The Big Cut
At the very top of Big Cut Road you drive thru a very, very large unnatural cut in the natural terrain. This was created during the Gold Rush by hydraulic mining. Placerville was rich in placer deposits of gold, and as it became harder to remove this precious ore, alternate methods of mining were developed. By the 1850s, as more and more dirt had to be moved to find less and less gold, the time of the lone miner equipped with a pick and a pan were over. Bigger equipment, owned by large companies, took over. The first use of hydraulic mining in California occurred in 1853 in Nevada City. Hydraulic mining became the largest-scale, and most devastating, form of placer mining. By the mid-1880’s, it is estimated that 11 million ounces of gold (worth approximately US$7.5 billion at 2006 prices) had been recovered by this form of mining. The Weber Creek Canyon, which is to the West and below this site, was a very active mining area and still has many small mines, most of which are now on private property.

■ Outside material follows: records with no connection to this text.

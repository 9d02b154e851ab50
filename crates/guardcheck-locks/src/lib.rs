// SPDX-License-Identifier: (MIT OR Apache-2.0)
//! Held-lock analysis for `@GuardedBy` checking.
//!
//! For every analysis unit (a method, initializer or lambda body) the
//! analyzer tracks which locks are held at each point and, at every access
//! to a guarded member, reports the lock that access requires together with
//! the locks held there. Deciding whether the access is safe is up to the
//! [`LockEventListener`].
//!
//! The analysis is a heuristic. Locks released in a `finally` block are
//! assumed held for the whole `try` block, and a read/write lock counts as
//! held when either of its halves is.

mod analyzer;
mod binder;
mod error;
mod expected;
mod held;
mod lock_expr;
mod released;

#[cfg(test)]
mod testing;

pub use analyzer::{analyze, AnalysisUnit, LockEventListener};
pub use binder::{bind_expr, bind_string, BindContext};
pub use error::IllegalGuardedBy;
pub use expected::expected_lock;
pub use held::HeldLockSet;
pub use lock_expr::{LockExpr, LockSym};
pub use released::find_released_locks;
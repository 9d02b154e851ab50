// SPDX-License-Identifier: (MIT OR Apache-2.0)
//! `@GuardedBy` rules.
//!
//! `guarded-by/unguarded-access` runs the held-lock analysis over every unit
//! and reports accesses whose required lock is not held.
//! `guarded-by/invalid` reports guard declarations that do not bind to a
//! lock; the analysis silently skips members carrying such guards.

use guardcheck_ast::decl::{Modifiers, MemberKind, GUARDED_BY};
use guardcheck_ast::expr::Expr;
use guardcheck_ast::Span;
use guardcheck_diagnostics::suggestions::did_you_mean;
use guardcheck_diagnostics::{Diagnostic, Severity};
use guardcheck_locks::{analyze, bind_string, BindContext, HeldLockSet, LockEventListener, LockExpr};
use guardcheck_resolve::{Resolution, SymbolId, SymbolKind, SymbolResolver};

use crate::rules::RuleContext;
use crate::units::ClassUnit;

pub const UNGUARDED_ACCESS: &str = "guarded-by/unguarded-access";
pub const INVALID: &str = "guarded-by/invalid";

// ============================================================================
// guarded-by/unguarded-access
// ============================================================================

pub fn check_unguarded_access(ctx: &RuleContext<'_>) -> Vec<Diagnostic> {
    let mut checker = GuardedByChecker::new(ctx.resolution);
    for unit in &ctx.units.bodies {
        analyze(*unit, ctx.resolution, &mut checker);
    }
    checker.into_diagnostics()
}

/// Listener turning guarded accesses without their lock into diagnostics.
pub struct GuardedByChecker<'a> {
    resolution: &'a Resolution,
    diagnostics: Vec<Diagnostic>,
}

impl<'a> GuardedByChecker<'a> {
    pub fn new(resolution: &'a Resolution) -> Self {
        Self {
            resolution,
            diagnostics: Vec::new(),
        }
    }

    pub fn into_diagnostics(self) -> Vec<Diagnostic> {
        self.diagnostics
    }
}

impl LockEventListener for GuardedByChecker<'_> {
    fn handle_guarded_access(&mut self, access: &Expr, required: &LockExpr, held: &HeldLockSet) {
        if held.contains(required) {
            log::trace!("{} held at {:?}", required, access.span);
            return;
        }

        let member = self
            .resolution
            .resolution(access.id)
            .and_then(|id| self.resolution.symbol(id));
        let (verb, name) = match member {
            Some(symbol) if matches!(symbol.kind, SymbolKind::Method { .. }) => {
                ("call to", format!("{}()", symbol.name))
            }
            Some(symbol) => ("access to", symbol.name.clone()),
            None => ("access to", "member".to_string()),
        };

        let mut diag = Diagnostic::error(format!("{} `{}` requires holding `{}`", verb, name, required))
            .with_code(UNGUARDED_ACCESS)
            .with_primary(access.span, format!("`{}` is not held here", required));

        if let Some(symbol) = member {
            if !symbol.span.is_empty() {
                let guard = symbol.guard.as_deref().unwrap_or_default();
                diag = diag.with_secondary(symbol.span, format!("guarded by \"{}\"", guard));
            }
        }

        let held_note = if held.is_empty() {
            "no locks are held here".to_string()
        } else {
            format!("locks held here: {}", held)
        };
        self.diagnostics.push(
            diag.with_note(held_note)
                .with_help(format!("acquire `{}` before this {}", required, verb.trim_end_matches(" to"))),
        );
    }
}

// ============================================================================
// guarded-by/invalid
// ============================================================================

pub fn check_invalid_guards(ctx: &RuleContext<'_>) -> Vec<Diagnostic> {
    let severity = if ctx.opts.unresolved_as_error {
        Severity::Error
    } else {
        Severity::Warning
    };
    let mut validator = GuardedByValidator {
        resolution: ctx.resolution,
        severity,
        diagnostics: Vec::new(),
    };
    for class in &ctx.units.classes {
        validator.check_class(class);
    }
    validator.diagnostics
}

/// Checks that every guard declaration binds to a lock expression.
struct GuardedByValidator<'a> {
    resolution: &'a Resolution,
    severity: Severity,
    diagnostics: Vec<Diagnostic>,
}

impl GuardedByValidator<'_> {
    fn check_class(&mut self, class: &ClassUnit<'_>) {
        for member in &class.decl.members {
            let (modifiers, node) = match &member.kind {
                // All declarators share the annotation; one report is enough.
                MemberKind::Field(field) => match field.declarators.first() {
                    Some(declarator) => (&field.modifiers, declarator.id),
                    None => continue,
                },
                MemberKind::Method(method) => (&method.modifiers, method.id),
                _ => continue,
            };
            let Some(guard) = modifiers.guarded_by() else {
                continue;
            };
            if self.resolution.resolution(node).is_none() {
                continue;
            }
            self.check_guard(guard, modifiers, class);
        }
    }

    fn check_guard(&mut self, guard: &str, modifiers: &Modifiers, class: &ClassUnit<'_>) {
        let ctx = BindContext::new(self.resolution, class.id);
        let err = match bind_string(guard, &ctx) {
            Ok(lock) => {
                log::trace!("guard \"{}\" binds to {}", guard, lock);
                return;
            }
            Err(err) => err,
        };

        let span = modifiers
            .annotations
            .iter()
            .find(|a| a.simple_name() == GUARDED_BY)
            .map(|a| a.span)
            .unwrap_or(Span::new(class.decl.span.start, class.decl.span.start));

        let class_name = self
            .resolution
            .symbol(class.id)
            .map(|s| s.name.as_str())
            .unwrap_or(&class.decl.name);
        let mut diag = Diagnostic::new(self.severity, format!("invalid @GuardedBy expression: `{}`", err.text))
            .with_code(INVALID)
            .with_primary(span, format!("does not name a lock visible from `{}`", class_name))
            .with_note("a guard is `this`, `Outer.this`, `Type.class`, or a chain of fields and no-argument methods");

        let name = guard.trim().strip_prefix("this.").unwrap_or(guard.trim());
        if is_identifier(name) {
            let fields = self.visible_fields(class.id);
            if let Some(help) = did_you_mean(name, fields.iter().map(String::as_str)) {
                diag = diag.with_help(help);
            }
        }
        self.diagnostics.push(diag);
    }

    /// Names of fields declared in `class` and its enclosing classes.
    fn visible_fields(&self, class: SymbolId) -> Vec<String> {
        let mut enclosing = vec![class];
        while let Some(outer) = enclosing.last().and_then(|&c| self.resolution.outer_class(c)) {
            enclosing.push(outer);
        }
        self.resolution
            .symbols
            .iter()
            .filter(|s| match s.kind {
                SymbolKind::Field { owner, .. } => enclosing.contains(&owner),
                _ => false,
            })
            .map(|s| s.name.clone())
            .collect()
    }
}

fn is_identifier(text: &str) -> bool {
    let mut chars = text.chars();
    chars
        .next()
        .is_some_and(|c| c.is_alphabetic() || c == '_' || c == '$')
        && chars.all(|c| c.is_alphanumeric() || c == '_' || c == '$')
}

#[cfg(test)]
mod tests {
    use super::*;
    use crate::types::CheckOpts;
    use crate::units::collect_units;

    fn run(source: &str, opts: &CheckOpts, rule: fn(&RuleContext<'_>) -> Vec<Diagnostic>) -> Vec<Diagnostic> {
        let _ = env_logger::builder().is_test(true).try_init();
        let parsed = guardcheck_parser::parse_compilation_unit(source);
        assert!(parsed.is_ok(), "Parse errors: {:?}", parsed.errors);
        let resolution = guardcheck_resolve::resolve(&parsed.unit);
        let units = collect_units(&parsed.unit, &resolution);
        rule(&RuleContext {
            source,
            resolution: &resolution,
            units: &units,
            opts,
        })
    }

    #[test]
    fn reports_only_unheld_accesses() {
        let diags = run(
            r#"class Counter {
                   @GuardedBy("this") int count;
                   synchronized void inc() { count++; }
                   void racy() { count++; }
               }"#,
            &CheckOpts::default(),
            check_unguarded_access,
        );
        assert_eq!(diags.len(), 1);
        let diag = &diags[0];
        assert_eq!(diag.message, "access to `count` requires holding `this`");
        assert_eq!(diag.code.as_ref().unwrap().0, UNGUARDED_ACCESS);
        assert_eq!(diag.labels.len(), 2);
        assert_eq!(diag.notes, vec!["no locks are held here"]);
        assert_eq!(diag.help.as_ref().unwrap().message, "acquire `this` before this access");
    }

    #[test]
    fn calls_to_guarded_methods_are_reported() {
        let diags = run(
            r#"class Buffer {
                   final Object mu = new Object();
                   @GuardedBy("mu") void grow() { }
                   void caller() { synchronized (this) { grow(); } }
               }"#,
            &CheckOpts::default(),
            check_unguarded_access,
        );
        assert_eq!(diags.len(), 1);
        assert_eq!(diags[0].message, "call to `grow()` requires holding `this.mu`");
        assert_eq!(diags[0].notes, vec!["locks held here: {this}"]);
    }

    #[test]
    fn invalid_guards_are_warnings_by_default() {
        let source = r#"class Broken {
                   final Object lock = new Object();
                   @GuardedBy("lokc") int a;
                   @GuardedBy("lock") int b;
                   @GuardedBy("lock + 1") void f() { }
               }"#;
        let diags = run(source, &CheckOpts::default(), check_invalid_guards);
        assert_eq!(diags.len(), 2);
        assert!(diags.iter().all(|d| d.severity == Severity::Warning));
        assert_eq!(diags[0].message, "invalid @GuardedBy expression: `lokc`");
        assert_eq!(diags[0].help.as_ref().unwrap().message, "did you mean `lock`?");
        assert!(diags[1].help.is_none());

        let strict = CheckOpts {
            unresolved_as_error: true,
            ..CheckOpts::default()
        };
        let diags = run(source, &strict, check_invalid_guards);
        assert!(diags.iter().all(|d| d.severity == Severity::Error));
    }

    #[test]
    fn guards_in_nested_classes_are_validated() {
        let diags = run(
            r#"class Outer {
                   final Object mu = new Object();
                   class Inner { @GuardedBy("mu") int ok; @GuardedBy("missing") int bad; }
                   void f() { new Object() { @GuardedBy("Outer.this") int fine; }; }
               }"#,
            &CheckOpts::default(),
            check_invalid_guards,
        );
        assert_eq!(diags.len(), 1);
        assert_eq!(diags[0].message, "invalid @GuardedBy expression: `missing`");
    }

    #[test]
    fn identifiers() {
        assert!(is_identifier("mu"));
        assert!(is_identifier("_lock$2"));
        assert!(!is_identifier("a.b"));
        assert!(!is_identifier("1a"));
        assert!(!is_identifier(""));
    }
}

Hydraulic Mining (or Hydraulicking, as it was called) was an effective but destructive method of mining. Water under pressure was directed at hillsides of soft gravels through a hose with a nozzle called a monitor or giant, causing mud to run down into long lines of sluice boxes and causing banks to disintegrate. The incoming water often ran for many miles from the higher mountains in flumes that were costly to build, but water reached the mining site with enough force to shoot 400 feet into the air after it was dropped from hundreds of feet almost vertically down to the mining site. Thus, the sheer weight of the water, at about 5000 pounds of pressure, being pulled almost straight down by gravity for that distance produced the destructive force needed. The monitors were systematically waved back and forth, boring into the land and the pressure was sufficient to blast away entire hillsides. One journalist observed, "a handful of men took out the very heart of a mountain." The gravels were then washed through sluices, and the heavy gold settled behind riffle boards. The rest of the mountainside was washed into the streams and rivers. Water companies were formed and, like the merchants and shippers who supplied the gold fields with tools and supplies, owners of water companies became wealthy. By 1858 hydraulic mining ruled the day.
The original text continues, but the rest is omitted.